Thursday, March 22, 2007

Book Recommendation

In the Church History II class I'm taking this semester at Christendom College, we are studying the Fall of England in the Protestant Revolution that swept through Europe beginning in 1519 and throughout the 16th century.

The subject of England's fall to Protestantism reminded me of an incredible book: The Daughter of Time by Josephine Tey. Even though it is fiction, it is extremely enlightening, and I can never think of Richard III or King Henry VIII without thinking back to The Daughter of Time. Once you start this book, it will only take a couple of days to finish because it is so engrossing. It will change your whole perspective of history and in particular the kings above.

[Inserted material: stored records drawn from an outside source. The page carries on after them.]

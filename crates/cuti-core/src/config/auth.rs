//! Authentication configuration.

use serde::{Deserialize, Serialize};

/// Placeholder secret shipped in `config/default.toml`.
const PLACEHOLDER_SECRET: &str = "CHANGE_ME_IN_PRODUCTION";

/// Token signing and credential lifetimes.
#[derive(Debug, Clone, Serialize, Deserialize)]
#[serde(default)]
pub struct AuthConfig {
    /// HMAC-SHA256 key for bearer tokens.
    pub jwt_secret: String,
    /// Bearer token lifetime.
    pub token_ttl_hours: u64,
    /// Days a freshly set password keeps verifying.
    pub password_ttl_days: u64,
    /// Whether self-registered accounts may log in before an admin activates them.
    pub default_account_active: bool,
}

impl AuthConfig {
    /// Whether the signing secret is still the shipped placeholder.
    pub fn uses_default_secret(&self) -> bool {
        self.jwt_secret == PLACEHOLDER_SECRET
    }
}

impl Default for AuthConfig {
    fn default() -> Self {
        Self {
            jwt_secret: PLACEHOLDER_SECRET.to_string(),
            token_ttl_hours: 24,
            password_ttl_days: 90,
            default_account_active: false,
        }
    }
}
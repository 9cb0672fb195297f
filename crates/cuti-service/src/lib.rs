//! # cuti-service
//!
//! Business logic for Cuti. Each service orchestrates repositories and the
//! auth primitives to implement one directory or workflow.
//!
//! Services follow constructor injection; every dependency is handed in
//! at construction time as an `Arc`.

pub mod account;
pub mod context;
pub mod department;
pub mod leave;

pub use account::{AccountService, AdminAccountService};
pub use context::RequestContext;
pub use department::DepartmentService;
pub use leave::LeaveService;
//! Department directory.

pub mod service;

pub use service::DepartmentService;
//! # cuti-core
//!
//! Core crate for the Cuti leave-management service. Contains the
//! configuration schema, pagination types, and the unified error system.
//!
//! This crate has **no** internal dependencies on other Cuti crates.

pub mod config;
pub mod error;
pub mod result;
pub mod types;

pub use error::AppError;
pub use result::AppResult;
//! Account registration, login, self-service and admin management.

pub mod admin;
pub mod service;

pub use admin::{AdminAccountService, AdminUpdate};
pub use service::{AccountService, Registration, SelfUpdate};
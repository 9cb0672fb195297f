//! Checks whether a role holds a required permission.

use cuti_core::error::AppError;
use cuti_entity::account::AccountRole;

use super::policies::{Permission, RbacPolicies};

/// Message returned whenever a role check fails.
pub const ACCESS_DENIED: &str = "Unauthorized access";

/// Enforces role-based access control.
#[derive(Debug, Clone, Default)]
pub struct RbacEnforcer {
    policies: RbacPolicies,
}

impl RbacEnforcer {
    pub fn new() -> Self {
        Self {
            policies: RbacPolicies::new(),
        }
    }

    /// Creates an enforcer with custom policies.
    pub fn with_policies(policies: RbacPolicies) -> Self {
        Self { policies }
    }

    /// Returns `Forbidden` unless `role` holds `permission`.
    pub fn require_permission(
        &self,
        role: &AccountRole,
        permission: &Permission,
    ) -> Result<(), AppError> {
        if self.policies.has_permission(role, permission) {
            Ok(())
        } else {
            Err(AppError::forbidden(ACCESS_DENIED))
        }
    }

    pub fn has_permission(&self, role: &AccountRole, permission: &Permission) -> bool {
        self.policies.has_permission(role, permission)
    }
}
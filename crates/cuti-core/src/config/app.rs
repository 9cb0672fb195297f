//! Server and CORS configuration.

use serde::{Deserialize, Serialize};

/// Where and how the HTTP listener runs.
#[derive(Debug, Clone, Serialize, Deserialize)]
#[serde(default)]
pub struct ServerConfig {
    pub host: String,
    pub port: u16,
    /// Requests with a larger body are refused with 413.
    pub body_limit_bytes: usize,
    pub cors: CorsConfig,
}

impl Default for ServerConfig {
    fn default() -> Self {
        Self {
            host: "0.0.0.0".to_string(),
            port: 3000,
            body_limit_bytes: 64 * 1024,
            cors: CorsConfig::default(),
        }
    }
}

impl ServerConfig {
    /// `host:port` for the listener.
    pub fn bind_address(&self) -> String {
        format!("{}:{}", self.host, self.port)
    }
}

/// Browser access rules.
///
/// `exposed_headers` must keep `authorization`: login and profile updates
/// hand the token back in that response header.
#[derive(Debug, Clone, Serialize, Deserialize)]
#[serde(default)]
pub struct CorsConfig {
    /// `["*"]` allows any origin.
    pub allowed_origins: Vec<String>,
    pub allowed_methods: Vec<String>,
    pub allowed_headers: Vec<String>,
    pub exposed_headers: Vec<String>,
    /// Preflight cache lifetime.
    pub max_age_seconds: u64,
}

impl Default for CorsConfig {
    fn default() -> Self {
        Self {
            allowed_origins: owned(&["http://localhost:3000"]),
            allowed_methods: owned(&["GET", "POST", "PUT", "PATCH", "DELETE"]),
            allowed_headers: owned(&["content-type", "authorization"]),
            exposed_headers: owned(&["authorization"]),
            max_age_seconds: 3600,
        }
    }
}

fn owned(values: &[&str]) -> Vec<String> {
    values.iter().map(|v| v.to_string()).collect()
}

Diane Ravitch in the "Atkinson-Ravitch Sampler of Classic Literature," an appendix at the back of her The Language Police describes the literary value of The Daughter of Time:

While Alan Grant of Scotland Yard is hospitalized with a minor injury, his friend brings him a packet of portraits to amuse him. One is the infamous villain Richard III. Grant sees something in the man's face that intrigues him. With a detective's eye for detail, the bedridden Grant sets out to solve one of history's most notorious crimes. It is a dazzling novel that is a model of the creative power of skeptical thinking.

It is certainly the best mystery ever written and a book every student these days should be familiar with. Unfortunately, for too many students today, schools promote mediocre books pleasing to multiculturalists and feminists as well as teen literature that schools mistakingly feel students can relate to better than classic literature. Any canon of great literature is eschewed.